I feel you, hear you, breathe you, and write with you. Without you, I cannot exist.

There it is. I have a lot of work. I think I’m going to go more with nurturing parent feel and really connect to how imagination can be a parent. Aw well, won’t get anywhere unless you start.

Good night, blogworld!

Keep flickering on, my wayward son!

Define. Writers. Publishing.

•November 5, 2011 • Leave a Comment

Hello blogworld!

Sorry for the lack of posts, it seems as though my laptop decided to have a fever at the most inconvenient of times, so now Hedwig has been sent away to repair a burnt motherboard. Sorry, I’m very emotional over this. It’s weird, you’d think it was just a hunk of metal and stuff, but really for me, through a writing aspect, I have created some of the greatest characters and the greatest chapters on it. Trying to write on this laptop I borrowed is not the same. I can’t get the words to flow right, and everything I’ve made on it I’ve just ended up deleting.

Aw well, here’s hoping that Hedwig won’t have the same fate as its literary counterpart. And for those of you that complain about spoilers…you’ve had nearly five years to read the novels, so tough luck.

So in my writing class we’ve been doing lots of workshops that’s been helping me develop characters. Like I never really thought about what kind of objects your characters carry around and how that could develop them. So I created a character who carried in his bag a untouched but bent notebook, an unopened package of pens, and empty gum wrappers. Sure, this could connect with a lot of teenage boys like him, but specifically in my mind I was trying to evoke how he was an underachiever, and that although he had the means to do something greater, he did not have the will to do so. There is so much when it comes to writing, and honestly, these sorts of things have helped me to understand the multi-dimensional world of writing. It’s insane. I taught myself a lot about writing from books as I was growing up, but it’s such an epiphany when you learn new ways to describe a certain something. Then yesterday we had to choose a list of ten random nouns, then ten random verbs, connect them, make sentences with each, and develop a short story.

It’s amazing how little writing games can get the gears going. I came up with an awesome story about a young boy who, wishing to be grown up, stumbles upon a magical world surrounded by clockwork through a mysterious metal tree. When in there he comes across an elderly man who forever weeps and remains in silence to which he later discovers that this will be him if he grows up too quickly. It’s been a while since I’ve written a short story, but maybe I’ll post it on here soon.
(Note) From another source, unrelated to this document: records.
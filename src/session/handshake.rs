//! Pure handshake evaluation
//!
//! Decides what follows a server hello and whether an authentication reply
//! completes the bootstrap. No I/O; the caller sends whatever frame comes
//! back and drives the state machine.

use crate::error::{AuthFailure, SessionError};
use crate::protocol::{
    parse_auth_result, CommandMessage, InboundMessage, ServerInfo, AUTH_MESSAGE_ID,
    ERROR_CODE_AUTH_REQUIRED,
};
use tracing::{debug, info};

/// Outcome of evaluating a server hello
#[derive(Debug, Clone, PartialEq)]
pub enum HandshakeDecision {
    /// Legacy schema: ready without a credential exchange
    Connected,
    /// Send this frame and wait for its reply
    SendAuth(CommandMessage),
    /// Handshake cannot proceed
    Fail(SessionError),
}

/// Decide the step after a hello (pure function)
pub fn evaluate_hello(info: &ServerInfo, credential: Option<&str>) -> HandshakeDecision {
    if !info.requires_auth() {
        info!(
            server_version = %info.server_version,
            schema_version = info.schema_version,
            "Legacy server schema, skipping authentication"
        );
        return HandshakeDecision::Connected;
    }

    match credential {
        Some(token) if !token.is_empty() => {
            debug!(schema_version = info.schema_version, "Sending credential");
            HandshakeDecision::SendAuth(CommandMessage::auth(token))
        }
        _ => HandshakeDecision::Fail(SessionError::Auth(AuthFailure::Required)),
    }
}

/// Evaluate a frame received while waiting for the auth reply
///
/// `None` means the frame is unrelated to the handshake and should be dropped.
pub fn evaluate_auth_reply(message: &InboundMessage) -> Option<Result<(), SessionError>> {
    match message {
        InboundMessage::Result { message_id, result } if message_id == AUTH_MESSAGE_ID => {
            if parse_auth_result(result) {
                Some(Ok(()))
            } else {
                Some(Err(SessionError::Auth(AuthFailure::Rejected)))
            }
        }
        InboundMessage::Error {
            message_id, code, ..
        } if message_id.as_deref() == Some(AUTH_MESSAGE_ID)
            || *code == ERROR_CODE_AUTH_REQUIRED =>
        {
            Some(Err(SessionError::Auth(AuthFailure::Rejected)))
        }
        _ => None,
    }
}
So great news though. I’m proud to say that three of my poems have been accepted into my University’s Literary Magazine. Honestly, this is such a great feet for me, especially since I’ve been really doubting my skills as a writer. Of course I always have the passion for it, but do I have the skill? I was accepted once last year but I figured it was a fluke since my poem had to do with Halloween and the issue was right around the end of October, so maybe they needed a random spooky title to add to it. I told myself that this was going to make or break me, and if I had one poem accepted then I knew I had something going for me. Then, to my surprise, I had THREE accepted. It still boggles my mind. Of course the first thing my parents asked me when I told of the news was how much I was getting paid. Oh the life of a struggling artist.

So this got me thinking, what does it mean to be a writer? This week I was faced with the tri-force of writerism. When can you think of yourself as a legitimate writer? Is it public acceptance amongst writing peers, is it money, or is it self-awareness through practice that you are capable of such a task.

I know Mr. King says that the moment you get a cheque then you can call yourself an author, which I’m proud to say that I can. What are your thoughts?